When working with time series data in Python, one often needs to perform operations on a rolling or moving window basis. The rolling() method in Pandas is designed specifically for this purpose, allowing you to apply functions over a rolling window. This is particularly useful for smoothing time series data, calculating moving averages, and other similar tasks.
What is rolling()
method?
The rolling()
method provides rolling window calculations over a DataFrame. It returns a Rolling object, which you can then use to apply various statistical functions like mean, sum, standard deviation, etc., over the defined rolling window.
What is a Rolling Window?
A rolling window, also known as a moving window, is a subset of data points that moves along the data set to perform calculations on different segments of the data. The window “rolls” through the data, shifting one step at a time, allowing you to observe trends and patterns by smoothing out short-term fluctuations.

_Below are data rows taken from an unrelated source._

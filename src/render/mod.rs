mod mask;

pub use mask::rounded_mask;

use std::io::Cursor;

use image::{ImageFormat, Rgb, RgbImage, RgbaImage};
use serde::{Deserialize, Serialize};

use crate::common::{Color, Result, MAX_SCALE};
use crate::encoder::QrMatrix;

// Corner style
//------------------------------------------------------------------------------

#[derive(Debug, Default, PartialEq, Eq, Clone, Copy, Serialize, Deserialize)]
#[serde(rename_all = "snake_case")]
pub enum CornerStyle {
    #[default]
    Square,
    Rounded,
}

// Rendered QR
//------------------------------------------------------------------------------

/// A colourised QR raster. The corner style is only applied by [`QrImage::to_display`];
/// the raster itself and its PNG encoding are always square.
#[derive(Debug, PartialEq, Eq, Clone)]
pub struct QrImage {
    raster: RgbImage,
    corner_style: CornerStyle,
    pub(crate) revision: u64,
}

impl QrImage {
    pub fn raster(&self) -> &RgbImage {
        &self.raster
    }

    pub fn into_raster(self) -> RgbImage {
        self.raster
    }

    pub fn corner_style(&self) -> CornerStyle {
        self.corner_style
    }

    /// Session revision this image was generated for. Zero for images rendered directly.
    pub fn revision(&self) -> u64 {
        self.revision
    }

    pub fn width(&self) -> u32 {
        self.raster.width()
    }

    pub fn height(&self) -> u32 {
        self.raster.height()
    }

    pub fn to_png(&self) -> Result<Vec<u8>> {
        encode_png(&self.raster)
    }

    /// Raster as it should be shown: rounded styles get transparent corners of `radius` pixels.
    pub fn to_display(&self, radius: u32) -> RgbaImage {
        let mut out = image::DynamicImage::ImageRgb8(self.raster.clone()).into_rgba8();
        if self.corner_style == CornerStyle::Rounded {
            let mask = rounded_mask(out.width(), out.height(), radius);
            for (px, m) in out.pixels_mut().zip(mask.pixels()) {
                px.0[3] = m.0[0];
            }
        }
        out
    }
}

pub(crate) fn encode_png(raster: &RgbImage) -> Result<Vec<u8>> {
    let mut bytes = Vec::new();
    raster.write_to(&mut Cursor::new(&mut bytes), ImageFormat::Png)?;
    Ok(bytes)
}

pub(crate) fn decode_png(bytes: &[u8]) -> Result<RgbImage> {
    Ok(image::load_from_memory_with_format(bytes, ImageFormat::Png)?.to_rgb8())
}

// Render
//------------------------------------------------------------------------------

/// Rasterizes `matrix` with one `scale`x`scale` block per module, dark modules in `fg` and
/// light ones in `bg`. Nearest-neighbour only, so block edges are never blended.
/// `scale` is clamped to `1..=MAX_SCALE`.
pub fn render(
    matrix: &QrMatrix,
    fg: Color,
    bg: Color,
    scale: u32,
    corner_style: CornerStyle,
) -> QrImage {
    let scale = scale.clamp(1, MAX_SCALE);
    let side = |modules: usize| u32::try_from(modules).unwrap_or(u32::MAX).saturating_mul(scale);
    let (w, h) = (side(matrix.width()), side(matrix.height()));
    let (fg, bg) = (fg.to_rgb(), bg.to_rgb());

    let raster = RgbImage::from_fn(w, h, |x, y| {
        let (c, r) = ((x / scale) as usize, (y / scale) as usize);
        if matrix.is_dark(c, r) {
            fg
        } else {
            bg
        }
    });

    QrImage { raster, corner_style, revision: 0 }
}

/// Remaps a black-on-white raster to `fg`/`bg`. Pixels darker than mid-grey count as dark.
pub fn recolor(raster: &RgbImage, fg: Color, bg: Color) -> RgbImage {
    let (fg, bg) = (fg.to_rgb(), bg.to_rgb());
    let mut out = raster.clone();
    for px in out.pixels_mut() {
        let Rgb([r, g, b]) = *px;
        let luma = (r as u32 * 299 + g as u32 * 587 + b as u32 * 114) / 1000;
        *px = if luma < 128 { fg } else { bg };
    }
    out
}
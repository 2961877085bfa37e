//! End-to-end: train → calibrate → package → reload → score / export

use ndarray::{s, Array2};
use rand::rngs::StdRng;
use rand::SeedableRng;
use rand_distr::{Distribution, Normal};
use tempfile::TempDir;

use ai_security_engine::constants::FEATURE_COUNT;
use ai_security_engine::logic::ai_bridge::{handle_request, InferenceRequest, ModelStore, SequenceInput};
use ai_security_engine::logic::model::{
    export, score, verify_export, ModelPackage, ModelVariant, ScoringMethod, TrainerOptions,
};
use ai_security_engine::logic::training::{train_package, TrainingRequest};

const L: usize = 5;

/// Near-periodic telemetry stream (period 20) with small Gaussian noise
fn periodic_stream(start: usize, n: usize, seed: u64) -> Array2<f32> {
    let mut rng = StdRng::seed_from_u64(seed);
    let noise = Normal::new(0.0f32, 0.02).unwrap();
    Array2::from_shape_fn((n, FEATURE_COUNT), |(i, j)| {
        let t = (start + i) as f32;
        let phase = t * std::f32::consts::TAU / 20.0 + j as f32 * 0.4;
        50.0 + 30.0 * phase.sin() + noise.sample(&mut rng) * 30.0
    })
}

fn request(variant: ModelVariant) -> TrainingRequest {
    TrainingRequest {
        variant,
        sequence_length: L,
        hidden_dim: 16,
        latent_dim: 8,
        num_layers: 1,
        trainer: TrainerOptions {
            epochs: 60,
            batch_size: 16,
            learning_rate: 0.01,
            seed: 7,
            ..Default::default()
        },
        ..Default::default()
    }
}

#[test]
fn test_held_out_normal_windows_are_not_anomalous() {
    let dir = TempDir::new().unwrap();
    let path = dir.path().join("model.osae");

    // 204 vectors → 200 training windows
    let raw = periodic_stream(0, 200 + L - 1, 1);
    let package = train_package(&raw, &request(ModelVariant::GatedWithCell)).unwrap();
    package.save(&path).unwrap();
    let package = ModelPackage::load(&path).unwrap();
    assert!(package.threshold() > 0.0);

    let held_out = periodic_stream(400, 60 + L - 1, 99);
    let trials = held_out.nrows() - L + 1;
    let mut normal = 0;
    for i in 0..trials {
        let verdict = score(&package, held_out.slice(s![i..i + L, ..])).unwrap();
        assert_eq!(verdict.method, ScoringMethod::Autoencoder);
        if !verdict.is_anomaly && verdict.score < 0.6 {
            normal += 1;
        }
    }
    assert!(
        normal * 10 >= trials * 8,
        "only {}/{} held-out windows scored normal",
        normal,
        trials
    );

    // Oscillation between extremes reconstructs badly
    let burst = Array2::from_shape_fn((L, FEATURE_COUNT), |(i, _)| if i % 2 == 0 { 500.0 } else { -500.0 });
    let verdict = score(&package, burst.view()).unwrap();
    assert!(verdict.raw_mse.unwrap() > package.threshold());
}

#[test]
fn test_protocol_and_export_agree_with_package() {
    let dir = TempDir::new().unwrap();
    let path = dir.path().join("model.osae");

    let raw = periodic_stream(0, 60, 3);
    let mut short = request(ModelVariant::GatedSimple);
    short.trainer.epochs = 5;
    let package = train_package(&raw, &short).unwrap();
    package.save(&path).unwrap();

    let window = raw.slice(s![10..10 + L, ..]);
    let direct = score(&package, window).unwrap();

    let rows: Vec<Vec<f32>> = window.rows().into_iter().map(|r| r.to_vec()).collect();
    let response = handle_request(
        &ModelStore::new(),
        InferenceRequest {
            model_path: Some(path.clone()),
            sequence: SequenceInput::Many(rows),
        },
    );
    assert!(response.error.is_none());
    assert_eq!(response.raw_mse, direct.raw_mse);
    assert_eq!(response.score, direct.score);

    let reloaded = ModelPackage::load(&path).unwrap();
    let graph = export(&reloaded, Some(package.config())).unwrap();
    assert!(verify_export(&graph, &reloaded, 4, 11).unwrap() <= 1e-5);
}
//! Engine Errors
//!
//! Một enum lỗi duy nhất cho toàn bộ engine (train / export / inference).

use std::path::PathBuf;
use thiserror::Error;

/// Result type alias cho engine operations.
pub type Result<T> = std::result::Result<T, EngineError>;

/// Errors that can occur inside the anomaly engine.
#[derive(Debug, Error)]
pub enum EngineError {
    /// Not enough vectors/windows to do the requested work.
    #[error("insufficient data: {0}")]
    InsufficientData(String),

    /// Input tensor has the wrong feature count or rank.
    #[error("shape mismatch: expected {expected}, got {actual}")]
    ShapeMismatch { expected: String, actual: String },

    /// Package config disagrees with the requested architecture (or is absent).
    #[error("config mismatch: {0}")]
    ConfigMismatch(String),

    /// Package path absent or unreadable.
    #[error("model not found: {path}")]
    MissingModel { path: PathBuf },

    /// Package bytes are corrupt or malformed.
    #[error("invalid model package: {0}")]
    InvalidPackage(String),

    /// Caller passed an out-of-range parameter.
    #[error("invalid parameter: {0}")]
    InvalidParameter(String),

    /// Raw input values are unusable (NaN, infinite, malformed JSON payload).
    #[error("invalid input: {0}")]
    InvalidInput(String),

    /// Loss became NaN/inf during training.
    #[error("numeric instability at epoch {epoch}: loss = {loss}")]
    NumericInstability { epoch: usize, loss: f32 },

    /// Exported graph does not reproduce the source model.
    #[error("export verification failed: max abs diff {max_diff:e} > {tolerance:e}")]
    ExportVerification { max_diff: f32, tolerance: f32 },

    /// Package was trained against a different feature layout.
    #[error("feature layout mismatch: expected v{expected_version} ({expected_hash:08x}), got v{actual_version} ({actual_hash:08x})")]
    LayoutMismatch {
        expected_version: u8,
        expected_hash: u32,
        actual_version: u8,
        actual_hash: u32,
    },

    #[error("io error: {0}")]
    Io(#[from] std::io::Error),

    #[error("serialization error: {0}")]
    Serialization(#[from] serde_json::Error),
}

impl EngineError {
    pub fn shape(expected: impl Into<String>, actual: impl Into<String>) -> Self {
        Self::ShapeMismatch {
            expected: expected.into(),
            actual: actual.into(),
        }
    }

    /// `MissingModel` là lỗi duy nhất được phép fallback sang heuristic.
    pub fn is_missing_model(&self) -> bool {
        matches!(self, Self::MissingModel { .. })
    }
}
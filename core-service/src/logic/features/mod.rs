//! Features Module - Summary Vector Preparation
//!
//! Layout của Summary Vector, min-max normalization và windowing.
//! Không chứa logic model - chỉ chuẩn bị tensor (L, F) cho autoencoder.

pub mod layout;
pub mod normalize;
pub mod window;

#[cfg(test)]
mod tests;

// Re-export common types
pub use layout::{FEATURE_COUNT, FEATURE_LAYOUT, LayoutStamp};
pub use normalize::NormalizationStats;
pub use window::{build_training_windows, prepare_inference_window, stack_rows};
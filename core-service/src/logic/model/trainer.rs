//! Trainer - Mini-batch Adam over sequence windows
//!
//! Vòng lặp tuần tự: shuffle (seeded) → batch → BPTT → clip → Adam.
//! LR giảm theo plateau của validation loss (chỉ khi có validation).

use ndarray::Array2;
use rand::rngs::StdRng;
use rand::seq::SliceRandom;
use rand::SeedableRng;
use serde::{Deserialize, Serialize};

use super::autoencoder::{AutoencoderParams, SequenceAutoencoder};
use super::optim::{clip_grad_norm, Adam, PlateauScheduler};
use crate::constants::{
    get_epochs, get_seed, DEFAULT_BATCH_SIZE, DEFAULT_LEARNING_RATE, DEFAULT_MAX_GRAD_NORM,
    DEFAULT_PLATEAU_PATIENCE, PLATEAU_FACTOR,
};
use crate::error::{EngineError, Result};

/// Training hyper-parameters
#[derive(Debug, Clone, PartialEq, Serialize, Deserialize)]
#[serde(default)]
pub struct TrainerOptions {
    pub epochs: usize,
    pub batch_size: usize,
    pub learning_rate: f32,
    pub max_grad_norm: f32,
    pub patience: usize,
    pub plateau_factor: f32,
    pub seed: u64,
}

impl Default for TrainerOptions {
    fn default() -> Self {
        Self {
            epochs: get_epochs(),
            batch_size: DEFAULT_BATCH_SIZE,
            learning_rate: DEFAULT_LEARNING_RATE,
            max_grad_norm: DEFAULT_MAX_GRAD_NORM,
            patience: DEFAULT_PLATEAU_PATIENCE,
            plateau_factor: PLATEAU_FACTOR,
            seed: get_seed(),
        }
    }
}

impl TrainerOptions {
    pub fn validate(&self) -> Result<()> {
        if self.epochs == 0 || self.batch_size == 0 {
            return Err(EngineError::InvalidParameter(
                "epochs and batch_size must be > 0".to_string(),
            ));
        }
        if !(self.learning_rate > 0.0 && self.learning_rate.is_finite()) {
            return Err(EngineError::InvalidParameter(format!(
                "learning_rate must be positive, got {}",
                self.learning_rate
            )));
        }
        if !(self.max_grad_norm > 0.0) {
            return Err(EngineError::InvalidParameter(format!(
                "max_grad_norm must be positive, got {}",
                self.max_grad_norm
            )));
        }
        if !(self.plateau_factor > 0.0 && self.plateau_factor < 1.0) {
            return Err(EngineError::InvalidParameter(format!(
                "plateau_factor must be in (0, 1), got {}",
                self.plateau_factor
            )));
        }
        Ok(())
    }
}

/// Per-epoch record of a training run
#[derive(Debug, Clone, Default, PartialEq, Serialize, Deserialize)]
pub struct TrainingHistory {
    pub train_loss: Vec<f32>,
    pub val_loss: Vec<f32>,
    pub learning_rates: Vec<f32>,
    /// Lowest monitored loss (validation if present, else training)
    pub best_loss: f32,
    /// 1-based epoch of `best_loss`; earliest wins ties
    pub best_epoch: usize,
    pub epochs_run: usize,
}

/// Train `model` in place.
///
/// An empty validation slice is treated as no validation.
pub fn train(
    model: &mut SequenceAutoencoder,
    train_windows: &[Array2<f32>],
    validation: Option<&[Array2<f32>]>,
    options: &TrainerOptions,
) -> Result<TrainingHistory> {
    options.validate()?;
    if train_windows.is_empty() {
        return Err(EngineError::InsufficientData(
            "no training windows".to_string(),
        ));
    }
    let validation = validation.filter(|v| !v.is_empty());

    log::info!(
        "Training {} autoencoder: {} windows, {} validation, {} epochs, {} params",
        model.variant(),
        train_windows.len(),
        validation.map(|v| v.len()).unwrap_or(0),
        options.epochs,
        model.parameter_count()
    );

    let mut rng = StdRng::seed_from_u64(options.seed);
    let mut optimizer = Adam::new(model.params(), options.learning_rate);
    let mut scheduler = PlateauScheduler::new(options.plateau_factor, options.patience);
    let mut history = TrainingHistory {
        best_loss: f32::INFINITY,
        ..Default::default()
    };

    let mut order: Vec<usize> = (0..train_windows.len()).collect();

    for epoch in 1..=options.epochs {
        order.shuffle(&mut rng);

        let mut batch_losses = Vec::with_capacity(order.len() / options.batch_size + 1);
        for chunk in order.chunks(options.batch_size) {
            let mut grads = AutoencoderParams::zeros(model.variant(), model.config());
            let scale = 1.0 / chunk.len() as f32;

            let mut batch_loss = 0.0f32;
            for &index in chunk {
                let loss = model.accumulate_gradients(train_windows[index].view(), &mut grads, scale)?;
                batch_loss += loss * scale;
            }
            if !batch_loss.is_finite() {
                return Err(EngineError::NumericInstability { epoch, loss: batch_loss });
            }

            clip_grad_norm(&mut grads, options.max_grad_norm);
            optimizer.step(model.params_mut(), &grads);
            batch_losses.push(batch_loss);
        }
        let train_loss = mean(&batch_losses);
        history.train_loss.push(train_loss);

        let monitored = match validation {
            Some(windows) => {
                let val_loss = evaluate(model, windows, options.batch_size)?;
                if !val_loss.is_finite() {
                    return Err(EngineError::NumericInstability { epoch, loss: val_loss });
                }
                history.val_loss.push(val_loss);

                let lr = scheduler.step(val_loss, optimizer.learning_rate());
                optimizer.set_learning_rate(lr);
                val_loss
            }
            None => train_loss,
        };
        history.learning_rates.push(optimizer.learning_rate());

        if monitored < history.best_loss {
            history.best_loss = monitored;
            history.best_epoch = epoch;
        }
        history.epochs_run = epoch;

        if epoch == 1 || epoch % 10 == 0 {
            match history.val_loss.last() {
                Some(val) => log::info!(
                    "Epoch {}/{} - loss {:.6} - val_loss {:.6} - lr {:.2e}",
                    epoch,
                    options.epochs,
                    train_loss,
                    val,
                    optimizer.learning_rate()
                ),
                None => log::info!(
                    "Epoch {}/{} - loss {:.6} - lr {:.2e}",
                    epoch,
                    options.epochs,
                    train_loss,
                    optimizer.learning_rate()
                ),
            }
        }
    }

    log::info!(
        "Training done: best loss {:.6} at epoch {}",
        history.best_loss,
        history.best_epoch
    );

    Ok(history)
}

/// Mean of per-batch mean reconstruction errors
pub fn evaluate(model: &SequenceAutoencoder, windows: &[Array2<f32>], batch_size: usize) -> Result<f32> {
    let mut batch_losses = Vec::new();
    for chunk in windows.chunks(batch_size.max(1)) {
        let mut sum = 0.0f32;
        for window in chunk {
            sum += model.reconstruction_error(window.view())?;
        }
        batch_losses.push(sum / chunk.len() as f32);
    }
    Ok(mean(&batch_losses))
}

fn mean(values: &[f32]) -> f32 {
    if values.is_empty() {
        return 0.0;
    }
    values.iter().sum::<f32>() / values.len() as f32
}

For example, with a window size of 3:
- For the data points [1, 2, 3, 4, 5], the rolling windows would be [1, 2, 3], [2, 3, 4], and [3, 4, 5].
- Each window is used to perform the desired calculation (mean, sum, etc.) on the contained values.
Syntax of rolling()
method
DataFrame.rolling(window, min_periods=None, center=False, win_type=None, on=None, axis=0, closed=None)
- window: Size of the moving window. This is a mandatory parameter.
- min_periods: Minimum number of observations in the window required to have a value (otherwise the result is NaN). Default is the same as the window size.
- center: If
True
, set the labels at the center of the window. Default isFalse
. - win_type: Provide a window type, such as ‘boxcar’, ‘triang’, ‘blackman’, etc.
- on: For a DataFrame, specifying the column name to use as the time series.
- axis: The axis along which to apply the rolling window (0 or ‘index’, 1 or ‘columns’). Default is 0.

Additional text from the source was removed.